The OpenTelemetry component is used for tracing and timing incoming and outgoing Camel messages using OpenTelemetry.

Events (spans) are captured for incoming and outgoing messages being sent to/from Camel.

Configuration

The configuration properties for the OpenTelemetry tracer are:

Option Default Description

instrumentationName

camel

A name uniquely identifying the instrumentation scope, such as the instrumentation library, package, or fully qualified class name. Must not be null.

excludePatterns

Sets exclude pattern(s) that will disable tracing for Camel messages that matches the pattern. The content is a Set<String> where the key is a pattern. The pattern uses the rules from Intercept.

encoding

false

Sets whether the header keys need to be encoded (connector specific) or not. The value is a boolean. Dashes need for instances to be encoded for JMS property keys.

Using Camel OpenTelemetry

Include the camel-opentelemetry component in your POM, along with any specific dependencies associated with the chosen OpenTelemetry compliant Tracer.

To explicitly configure OpenTelemetry support, instantiate the OpenTelemetryTracer and initialize the camel context. You can optionally specify a Tracer, or alternatively it can be implicitly discovered using the Registry

OpenTelemetryTracer otelTracer = new OpenTelemetryTracer();
// By default it uses the DefaultTracer, but you can override it with a specific OpenTelemetry Tracer implementation.
otelTracer.setTracer(...);
// And then initialize the context
otelTracer.init(camelContext);

You would still need OpenTelemetry to instrument your code, which can be done via a Java agent (see further below).

Using with standalone Camel

If you use camel-main as standalone Camel, then you can enable and use OpenTelemetry without Java code.

Add camel-opentelemetry component in your POM, and configure in application.properties:

camel.opentelemetry.enabled = true
# you can confiure the other options
# camel.opentelemetry.instrumentationName = myApp

You would still need OpenTelemetry to instrument your code, which can be done via a Java agent (see further below).

Spring Boot

If you are using Spring Boot then you can add the camel-opentelemetry-starter dependency, and turn on OpenTracing by annotating the main class with @CamelOpenTelemetry.

The OpenTelemetryTracer will be implicitly obtained from the camel context’s Registry, unless a OpenTelemetryTracer bean has been defined by the application.

Java Agent

Download the latest version.

This package includes the instrumentation agent as well as instrumentations for all supported libraries and all available data exporters. The package provides a completely automatic, out-of-the-box experience.

Enable the instrumentation agent using the -javaagent flag to the JVM.

java -javaagent:path/to/opentelemetry-javaagent.jar \
     -jar myapp.jar

By default, the OpenTelemetry Java agent uses OTLP exporter configured to send data to OpenTelemetry collector at http://localhost:4317.

Configuration parameters are passed as Java system properties (-D flags) or as environment variables.

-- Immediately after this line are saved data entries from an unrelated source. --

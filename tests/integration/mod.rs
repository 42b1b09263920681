//! Integration test suite for fanout.
//!
//! These tests exercise the full analysis pipeline: building a
//! dependency graph, judging parallelizability, planning batches,
//! detecting conflicts in simulated results, and aggregating progress.
//!
//! # Test Categories
//!
//! - `pipeline_e2e`: The full graph-to-progress workflow
//! - `scheduling`: Batch planning invariants across goals
//! - `conflict_detection`: Conflict passes and strategy selection
//!
//! All inputs are fixed in-memory task sets; no processes are spawned
//! and nothing touches the filesystem, so the suite is CI safe.

mod fixtures;

mod conflict_detection;
mod pipeline_e2e;
mod scheduling;
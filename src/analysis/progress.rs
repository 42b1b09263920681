//! Progress aggregation across parallel agents.
//!
//! Folds per-agent progress reports into a single completion figure
//! under a caller-chosen strategy, flags bottleneck agents, and
//! projects a completion time.

use crate::core::dag::TaskGraph;
use crate::core::report::{AgentId, AgentProgress, AgentStatus};
use crate::core::task::{TaskId, DEFAULT_TASK_MINUTES};
use crate::error::{Error, Result};
use chrono::{DateTime, Duration, Utc};
use serde::{Deserialize, Serialize};
use std::collections::{BTreeMap, HashSet};

/// Upper bound on agents per aggregation call.
pub const MAX_AGENTS: usize = 20;

/// Percentage points behind the mean before a working agent counts as
/// lagging.
pub const BOTTLENECK_LAG_POINTS: f64 = 30.0;

/// How per-agent percentages fold into one number.
#[derive(Debug, Clone, Copy, PartialEq, Eq, Serialize, Deserialize)]
#[serde(rename_all = "kebab-case")]
pub enum AggregationStrategy {
    /// Arithmetic mean of all agents.
    SimpleAverage,
    /// Mean weighted by task weight, missing weights counting as 1.
    Weighted,
    /// Mean over only the agents working the graph's longest path.
    CriticalPath,
}

/// An agent holding the run back, with the reason.
#[derive(Debug, Clone, PartialEq, Serialize, Deserialize)]
pub struct Bottleneck {
    pub agent_id: AgentId,
    pub reason: String,
}

/// Output of [`aggregate_progress`].
#[derive(Debug, Clone, PartialEq, Serialize, Deserialize)]
pub struct ProgressSummary {
    /// Overall completion, 0..=100.
    pub overall_progress: f64,
    /// The strategy actually applied, including any degradation note.
    pub method: String,
    /// Latest status per agent.
    pub agent_statuses: BTreeMap<AgentId, AgentStatus>,
    /// Agents holding the run back.
    pub bottlenecks: Vec<Bottleneck>,
    /// Projected completion time.
    pub estimated_completion: DateTime<Utc>,
    /// The duration-weighted longest path, when a graph was supplied
    /// and usable.
    #[serde(default, skip_serializing_if = "Option::is_none")]
    pub critical_path: Option<Vec<TaskId>>,
}

/// Aggregates agent progress reports.
#[derive(Debug, Default, Clone, Copy)]
pub struct ProgressAggregator;

impl ProgressAggregator {
    /// Create an aggregator.
    pub fn new() -> Self {
        Self
    }

    /// See [`aggregate_progress`].
    pub fn aggregate(
        &self,
        agents: &[AgentProgress],
        strategy: AggregationStrategy,
        graph: Option<&TaskGraph>,
    ) -> Result<ProgressSummary> {
        aggregate_progress(agents, strategy, graph)
    }
}

/// Fold `agents` into a [`ProgressSummary`] as of the current time.
///
/// The critical-path strategy needs `graph`; without one (or with a
/// cyclic one) it degrades to a simple average and says so in `method`.
///
/// # Errors
/// `ValidationError` on an empty slice, more than 20 agents, duplicate
/// agent ids, or a completion percentage outside 0..=100.
pub fn aggregate_progress(
    agents: &[AgentProgress],
    strategy: AggregationStrategy,
    graph: Option<&TaskGraph>,
) -> Result<ProgressSummary> {
    aggregate_progress_at(agents, strategy, graph, Utc::now())
}

/// [`aggregate_progress`] with an explicit clock, for deterministic use.
pub fn aggregate_progress_at(
    agents: &[AgentProgress],
    strategy: AggregationStrategy,
    graph: Option<&TaskGraph>,
    now: DateTime<Utc>,
) -> Result<ProgressSummary> {
    validate_agents(agents)?;

    let mean = agents.iter().map(|a| a.percent_complete).sum::<f64>() / agents.len() as f64;

    let mut critical_path = None;
    let (overall_progress, method) = match strategy {
        AggregationStrategy::SimpleAverage => (mean, "simple_average".to_string()),
        AggregationStrategy::Weighted => {
            let total_weight: f64 = agents.iter().map(|a| a.task_weight.unwrap_or(1.0)).sum();
            if total_weight > 0.0 {
                let weighted: f64 = agents
                    .iter()
                    .map(|a| a.percent_complete * a.task_weight.unwrap_or(1.0))
                    .sum();
                (weighted / total_weight, "weighted".to_string())
            } else {
                (
                    mean,
                    "weighted (degraded to simple_average: zero total weight)".to_string(),
                )
            }
        }
        AggregationStrategy::CriticalPath => match graph.map(TaskGraph::critical_path) {
            Some(Ok((path, _))) => {
                let on_path: Vec<f64> = agents
                    .iter()
                    .filter(|a| path.contains(&a.current_task))
                    .map(|a| a.percent_complete)
                    .collect();
                critical_path = Some(path);
                if on_path.is_empty() {
                    (
                        mean,
                        "critical_path (degraded to simple_average: no agents on path)"
                            .to_string(),
                    )
                } else {
                    let avg = on_path.iter().sum::<f64>() / on_path.len() as f64;
                    (avg, "critical_path".to_string())
                }
            }
            Some(Err(_)) => (
                mean,
                "critical_path (degraded to simple_average: cyclic graph)".to_string(),
            ),
            None => (
                mean,
                "critical_path (degraded to simple_average: no graph)".to_string(),
            ),
        },
    };

    let bottlenecks = find_bottlenecks(agents, mean);
    let estimated_completion = now + longest_remaining(agents, now);

    let agent_statuses: BTreeMap<AgentId, AgentStatus> = agents
        .iter()
        .map(|a| (a.agent_id.clone(), a.status))
        .collect();

    tracing::debug!(
        agents = agents.len(),
        overall = overall_progress,
        method = %method,
        bottlenecks = bottlenecks.len(),
        "progress aggregated"
    );

    Ok(ProgressSummary {
        overall_progress,
        method,
        agent_statuses,
        bottlenecks,
        estimated_completion,
        critical_path,
    })
}

fn validate_agents(agents: &[AgentProgress]) -> Result<()> {
    if agents.is_empty() {
        return Err(Error::Validation(
            "agent progress list must not be empty".to_string(),
        ));
    }
    if agents.len() > MAX_AGENTS {
        return Err(Error::Validation(format!(
            "{} agents exceed the maximum of {}",
            agents.len(),
            MAX_AGENTS
        )));
    }
    let mut seen = HashSet::new();
    for agent in agents {
        if !seen.insert(&agent.agent_id) {
            return Err(Error::Validation(format!(
                "duplicate agent id {}",
                agent.agent_id.as_str()
            )));
        }
        // The range check also rejects NaN.
        if !(0.0..=100.0).contains(&agent.percent_complete) {
            return Err(Error::Validation(format!(
                "agent {} reports percent_complete {} outside 0..=100",
                agent.agent_id.as_str(),
                agent.percent_complete
            )));
        }
    }
    Ok(())
}

/// Blocked or failed agents are always bottlenecks. A working run also
/// flags any agent trailing the mean by more than the lag threshold.
fn find_bottlenecks(agents: &[AgentProgress], mean: f64) -> Vec<Bottleneck> {
    let anyone_working = agents.iter().any(|a| a.status == AgentStatus::Working);
    let mut bottlenecks = Vec::new();
    for agent in agents {
        match agent.status {
            AgentStatus::Blocked => bottlenecks.push(Bottleneck {
                agent_id: agent.agent_id.clone(),
                reason: format!("blocked on task {}", agent.current_task),
            }),
            AgentStatus::Failed => bottlenecks.push(Bottleneck {
                agent_id: agent.agent_id.clone(),
                reason: format!("failed on task {}", agent.current_task),
            }),
            _ => {
                let others_working = anyone_working
                    && agents.iter().any(|other| {
                        other.agent_id != agent.agent_id && other.status == AgentStatus::Working
                    });
                if others_working && mean - agent.percent_complete > BOTTLENECK_LAG_POINTS {
                    bottlenecks.push(Bottleneck {
                        agent_id: agent.agent_id.clone(),
                        reason: format!(
                            "trailing overall progress by {:.0} points",
                            mean - agent.percent_complete
                        ),
                    });
                }
            }
        }
    }
    bottlenecks
}

/// Max remaining time across agents. Preference per agent: the explicit
/// estimate, then linear extrapolation from elapsed time, then a rough
/// upper bound scaled by the remaining fraction.
fn longest_remaining(agents: &[AgentProgress], now: DateTime<Utc>) -> Duration {
    let mut max_seconds = 0i64;
    for agent in agents {
        if matches!(agent.status, AgentStatus::Complete) {
            continue;
        }
        let remaining_fraction = (100.0 - agent.percent_complete) / 100.0;
        let minutes = if let Some(estimate) = agent.estimated_minutes_remaining {
            estimate.max(0.0)
        } else if let (Some(started), true) = (agent.started_at, agent.percent_complete > 0.0) {
            let elapsed_minutes = (now - started).num_seconds().max(0) as f64 / 60.0;
            elapsed_minutes * (100.0 - agent.percent_complete) / agent.percent_complete
        } else {
            f64::from(DEFAULT_TASK_MINUTES) * remaining_fraction
        };
        max_seconds = max_seconds.max((minutes * 60.0).round() as i64);
    }
    Duration::seconds(max_seconds)
}
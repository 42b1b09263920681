//! Dependency graph construction (analysis entry point).
//!
//! Validates the caller's task list, builds the declared dependency
//! graph, enumerates cycles, and optionally runs the advisory
//! implicit-dependency scan. Cycles are reported as data rather than
//! errors: their presence is meaningful output the caller acts on.

use crate::analysis::implicit::{self, ImplicitDependency};
use crate::core::dag::TaskGraph;
use crate::core::task::{validate_task_set, Task, TaskId};
use crate::error::Result;

/// Output of [`build_dependency_graph`].
#[derive(Debug)]
pub struct GraphAnalysis {
    /// The declared dependency graph (possibly cyclic).
    pub graph: TaskGraph,
    /// Advisory candidates; empty when detection was disabled.
    pub implicit_dependencies: Vec<ImplicitDependency>,
    /// Whether any declared cycle exists.
    pub has_cycles: bool,
    /// The enumerated cycles, one id path per cycle.
    pub cycles: Vec<Vec<TaskId>>,
}

/// Builds dependency graphs from task lists.
///
/// Stateless; exists so callers can hold a component handle alongside
/// the other analysis components.
#[derive(Debug, Default, Clone, Copy)]
pub struct GraphBuilder;

impl GraphBuilder {
    /// Create a builder.
    pub fn new() -> Self {
        Self
    }

    /// See [`build_dependency_graph`].
    pub fn build(&self, tasks: &[Task], detect_implicit: bool) -> Result<GraphAnalysis> {
        build_dependency_graph(tasks, detect_implicit)
    }
}

/// Validate a task list and construct its dependency graph.
///
/// Validation failures (empty list, duplicate or missing ids,
/// self-dependency, dangling reference, more than 100 tasks) abort
/// before any graph work with a field-identifying message.
///
/// When `detect_implicit` is set, the pairwise heuristic scan runs and
/// its candidates ride along in the result; they never become graph
/// edges and never affect `has_cycles`.
pub fn build_dependency_graph(tasks: &[Task], detect_implicit: bool) -> Result<GraphAnalysis> {
    validate_task_set(tasks)?;

    let graph = TaskGraph::from_tasks(tasks)?;
    let cycles = graph.find_cycles();
    let has_cycles = !cycles.is_empty();

    let implicit_dependencies = if detect_implicit {
        implicit::detect(tasks)
    } else {
        Vec::new()
    };

    tracing::debug!(
        tasks = graph.task_count(),
        edges = graph.dependency_count(),
        cycles = cycles.len(),
        implicit = implicit_dependencies.len(),
        "dependency graph built"
    );

    Ok(GraphAnalysis {
        graph,
        implicit_dependencies,
        has_cycles,
        cycles,
    })
}
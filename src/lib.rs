//! Task-parallelization analysis.
//!
//! Five pure components over immutable inputs: dependency graph
//! construction, parallelizability analysis, batch optimization,
//! conflict detection, and progress aggregation. No execution happens
//! here; callers run the tasks and feed the outcomes back in.

pub mod analysis;
pub mod core;
pub mod error;

pub use analysis::{
    aggregate_progress, analyze_parallelizability, build_dependency_graph, detect_conflicts,
    optimize_batches,
};
pub use analysis::{
    AggregationStrategy, AnalyzerConfig, Batch, BatchPlan, ConflictReport, GraphAnalysis,
    OptimizationGoal, ParallelAnalysis, ProgressSummary, ResolutionStrategy,
};
pub use crate::core::{
    AgentId, AgentProgress, AgentResult, AgentStatus, ChangeType, FileChange, Task, TaskGraph,
    TaskId,
};
pub use error::{Error, Result};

See the configuration documentation for the full list of configuration items. For example:

java -javaagent:path/to/opentelemetry-javaagent.jar \
     -Dotel.service.name=your-service-name \
     -Dotel.traces.exporter=jaeger \
     -jar myapp.jar

MDC Logging

When MDC Logging is enabled for the active Camel context the Trace ID and Span ID will be added and removed from the MDC for each route, the keys are trace_id and span_id, respectively.